Exercise aim: Search the data below for the word "sign" and copy each line that holds it.

Task inputs:
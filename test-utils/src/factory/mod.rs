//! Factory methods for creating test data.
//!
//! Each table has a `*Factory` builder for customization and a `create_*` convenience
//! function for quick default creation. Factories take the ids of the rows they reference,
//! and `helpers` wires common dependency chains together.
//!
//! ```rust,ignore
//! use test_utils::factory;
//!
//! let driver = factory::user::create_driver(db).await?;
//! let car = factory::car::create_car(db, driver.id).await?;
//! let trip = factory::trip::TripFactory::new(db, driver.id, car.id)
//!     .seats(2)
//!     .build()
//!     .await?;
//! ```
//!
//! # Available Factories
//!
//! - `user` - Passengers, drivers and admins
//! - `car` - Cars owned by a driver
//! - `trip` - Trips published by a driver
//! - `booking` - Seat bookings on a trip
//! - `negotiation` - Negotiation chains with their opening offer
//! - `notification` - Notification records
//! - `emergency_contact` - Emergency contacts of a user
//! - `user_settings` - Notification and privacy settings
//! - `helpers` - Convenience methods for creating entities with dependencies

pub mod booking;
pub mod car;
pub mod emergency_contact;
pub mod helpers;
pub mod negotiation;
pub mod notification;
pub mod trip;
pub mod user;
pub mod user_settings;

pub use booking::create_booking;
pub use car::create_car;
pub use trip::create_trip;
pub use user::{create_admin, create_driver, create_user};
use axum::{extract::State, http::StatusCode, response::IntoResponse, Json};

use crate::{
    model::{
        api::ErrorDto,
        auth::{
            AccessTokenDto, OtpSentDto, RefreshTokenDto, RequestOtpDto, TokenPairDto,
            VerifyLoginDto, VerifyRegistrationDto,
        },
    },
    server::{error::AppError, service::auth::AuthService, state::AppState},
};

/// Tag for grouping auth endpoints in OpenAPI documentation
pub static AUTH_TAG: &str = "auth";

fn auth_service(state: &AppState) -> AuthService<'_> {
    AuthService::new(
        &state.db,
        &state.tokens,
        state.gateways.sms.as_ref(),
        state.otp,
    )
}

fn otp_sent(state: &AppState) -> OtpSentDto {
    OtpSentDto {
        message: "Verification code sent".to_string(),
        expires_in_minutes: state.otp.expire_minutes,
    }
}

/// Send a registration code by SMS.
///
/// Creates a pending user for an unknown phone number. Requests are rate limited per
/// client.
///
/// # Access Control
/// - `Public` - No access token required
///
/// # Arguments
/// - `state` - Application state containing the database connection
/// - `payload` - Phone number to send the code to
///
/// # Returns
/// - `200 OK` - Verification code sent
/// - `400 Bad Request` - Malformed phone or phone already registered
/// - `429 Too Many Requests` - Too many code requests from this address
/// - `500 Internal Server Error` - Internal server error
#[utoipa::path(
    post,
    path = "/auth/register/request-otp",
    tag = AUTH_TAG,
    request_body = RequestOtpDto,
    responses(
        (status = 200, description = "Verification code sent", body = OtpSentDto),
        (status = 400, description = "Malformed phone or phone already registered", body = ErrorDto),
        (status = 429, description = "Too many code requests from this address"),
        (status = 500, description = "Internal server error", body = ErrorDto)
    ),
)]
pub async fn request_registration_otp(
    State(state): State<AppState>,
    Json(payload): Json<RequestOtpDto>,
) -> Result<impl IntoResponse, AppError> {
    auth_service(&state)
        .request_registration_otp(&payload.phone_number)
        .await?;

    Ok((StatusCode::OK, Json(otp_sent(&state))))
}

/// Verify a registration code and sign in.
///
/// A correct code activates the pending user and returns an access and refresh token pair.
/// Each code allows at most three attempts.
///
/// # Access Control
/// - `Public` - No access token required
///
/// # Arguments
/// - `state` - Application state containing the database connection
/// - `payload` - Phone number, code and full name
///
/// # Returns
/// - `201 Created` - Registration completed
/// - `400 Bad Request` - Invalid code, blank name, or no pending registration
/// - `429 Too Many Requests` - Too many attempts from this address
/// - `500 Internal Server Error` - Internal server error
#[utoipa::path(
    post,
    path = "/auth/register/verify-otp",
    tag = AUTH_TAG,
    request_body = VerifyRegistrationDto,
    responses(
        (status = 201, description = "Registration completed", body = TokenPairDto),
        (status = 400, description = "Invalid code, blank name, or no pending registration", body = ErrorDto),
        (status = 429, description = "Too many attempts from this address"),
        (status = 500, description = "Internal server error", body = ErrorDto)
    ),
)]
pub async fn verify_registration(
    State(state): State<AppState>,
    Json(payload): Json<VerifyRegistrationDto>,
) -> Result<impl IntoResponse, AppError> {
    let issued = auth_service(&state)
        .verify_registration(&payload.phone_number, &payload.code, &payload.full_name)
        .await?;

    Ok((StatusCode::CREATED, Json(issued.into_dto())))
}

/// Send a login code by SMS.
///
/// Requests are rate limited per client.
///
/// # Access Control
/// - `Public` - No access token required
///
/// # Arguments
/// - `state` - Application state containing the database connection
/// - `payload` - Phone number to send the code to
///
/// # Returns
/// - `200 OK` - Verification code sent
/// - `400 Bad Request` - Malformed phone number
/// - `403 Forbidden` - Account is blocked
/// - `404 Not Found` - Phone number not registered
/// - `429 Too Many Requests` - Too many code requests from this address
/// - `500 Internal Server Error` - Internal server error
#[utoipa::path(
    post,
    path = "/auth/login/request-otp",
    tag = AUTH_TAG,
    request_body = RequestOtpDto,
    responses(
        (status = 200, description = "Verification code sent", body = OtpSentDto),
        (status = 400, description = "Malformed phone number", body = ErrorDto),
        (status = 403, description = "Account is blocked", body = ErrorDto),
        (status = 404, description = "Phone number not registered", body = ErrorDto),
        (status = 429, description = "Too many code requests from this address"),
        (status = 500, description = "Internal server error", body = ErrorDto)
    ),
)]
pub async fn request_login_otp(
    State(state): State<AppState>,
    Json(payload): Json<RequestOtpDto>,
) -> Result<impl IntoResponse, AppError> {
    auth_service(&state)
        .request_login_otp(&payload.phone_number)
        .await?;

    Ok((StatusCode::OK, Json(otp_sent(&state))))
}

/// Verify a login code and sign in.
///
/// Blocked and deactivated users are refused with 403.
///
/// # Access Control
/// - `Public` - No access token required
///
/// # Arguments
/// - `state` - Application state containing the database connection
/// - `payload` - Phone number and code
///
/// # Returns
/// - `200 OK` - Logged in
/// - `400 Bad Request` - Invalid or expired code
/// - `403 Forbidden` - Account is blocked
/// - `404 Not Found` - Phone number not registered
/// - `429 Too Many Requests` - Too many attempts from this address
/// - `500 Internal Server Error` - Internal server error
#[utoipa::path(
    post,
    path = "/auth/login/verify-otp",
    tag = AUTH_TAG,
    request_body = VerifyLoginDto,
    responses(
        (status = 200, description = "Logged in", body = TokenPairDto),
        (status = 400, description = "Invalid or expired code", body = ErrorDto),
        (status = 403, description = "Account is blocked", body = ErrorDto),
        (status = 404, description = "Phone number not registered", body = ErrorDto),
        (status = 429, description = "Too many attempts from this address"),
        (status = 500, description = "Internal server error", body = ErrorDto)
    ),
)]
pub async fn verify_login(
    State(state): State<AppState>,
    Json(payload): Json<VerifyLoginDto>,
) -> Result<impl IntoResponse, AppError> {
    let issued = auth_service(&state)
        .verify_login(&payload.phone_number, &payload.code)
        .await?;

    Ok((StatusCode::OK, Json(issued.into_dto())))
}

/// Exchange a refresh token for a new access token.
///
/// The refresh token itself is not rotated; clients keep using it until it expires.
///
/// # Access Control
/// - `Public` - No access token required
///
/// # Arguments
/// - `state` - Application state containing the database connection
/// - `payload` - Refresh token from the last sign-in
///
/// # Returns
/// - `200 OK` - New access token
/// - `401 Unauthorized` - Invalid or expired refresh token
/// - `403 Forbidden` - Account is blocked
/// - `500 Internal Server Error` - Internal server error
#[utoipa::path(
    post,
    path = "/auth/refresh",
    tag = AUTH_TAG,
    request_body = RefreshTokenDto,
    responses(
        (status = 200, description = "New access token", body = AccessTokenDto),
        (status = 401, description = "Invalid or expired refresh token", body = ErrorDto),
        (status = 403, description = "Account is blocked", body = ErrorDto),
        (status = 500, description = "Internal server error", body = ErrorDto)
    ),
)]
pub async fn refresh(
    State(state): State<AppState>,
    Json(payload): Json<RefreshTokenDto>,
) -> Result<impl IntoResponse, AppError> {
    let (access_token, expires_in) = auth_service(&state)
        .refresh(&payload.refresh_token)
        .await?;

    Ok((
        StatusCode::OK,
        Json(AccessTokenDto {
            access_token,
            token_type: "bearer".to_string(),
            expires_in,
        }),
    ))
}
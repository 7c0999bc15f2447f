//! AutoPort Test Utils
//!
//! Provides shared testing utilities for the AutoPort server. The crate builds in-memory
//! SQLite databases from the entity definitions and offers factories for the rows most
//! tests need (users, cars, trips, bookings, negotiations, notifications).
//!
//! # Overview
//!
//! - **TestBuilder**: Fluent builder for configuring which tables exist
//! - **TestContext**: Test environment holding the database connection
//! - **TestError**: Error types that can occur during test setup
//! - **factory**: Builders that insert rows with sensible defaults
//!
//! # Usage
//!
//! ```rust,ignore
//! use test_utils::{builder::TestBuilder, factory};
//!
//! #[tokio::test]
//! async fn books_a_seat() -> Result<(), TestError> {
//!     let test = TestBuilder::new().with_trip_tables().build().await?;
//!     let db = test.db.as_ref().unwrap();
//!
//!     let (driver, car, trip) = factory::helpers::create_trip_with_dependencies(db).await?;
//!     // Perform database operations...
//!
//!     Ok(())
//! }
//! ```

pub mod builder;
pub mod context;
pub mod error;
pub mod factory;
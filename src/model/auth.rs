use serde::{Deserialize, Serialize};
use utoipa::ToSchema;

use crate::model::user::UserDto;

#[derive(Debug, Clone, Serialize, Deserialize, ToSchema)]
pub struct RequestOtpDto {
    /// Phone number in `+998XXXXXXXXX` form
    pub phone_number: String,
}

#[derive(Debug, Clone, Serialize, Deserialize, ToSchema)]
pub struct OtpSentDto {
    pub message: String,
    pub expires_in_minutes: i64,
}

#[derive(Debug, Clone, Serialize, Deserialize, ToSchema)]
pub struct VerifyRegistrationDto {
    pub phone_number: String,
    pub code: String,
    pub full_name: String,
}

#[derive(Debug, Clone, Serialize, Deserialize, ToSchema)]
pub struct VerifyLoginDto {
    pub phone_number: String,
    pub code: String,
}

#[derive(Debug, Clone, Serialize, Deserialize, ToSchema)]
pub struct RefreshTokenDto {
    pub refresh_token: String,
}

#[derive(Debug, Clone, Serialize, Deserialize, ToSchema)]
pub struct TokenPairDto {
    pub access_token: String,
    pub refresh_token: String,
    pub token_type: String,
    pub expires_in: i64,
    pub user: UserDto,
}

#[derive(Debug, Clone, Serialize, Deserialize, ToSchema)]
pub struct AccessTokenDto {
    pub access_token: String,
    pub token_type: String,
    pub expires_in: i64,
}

Exercise output:
/// Verify a registration code and sign in.
/// Verify a login code and sign in.
/// - `payload` - Refresh token from the last sign-in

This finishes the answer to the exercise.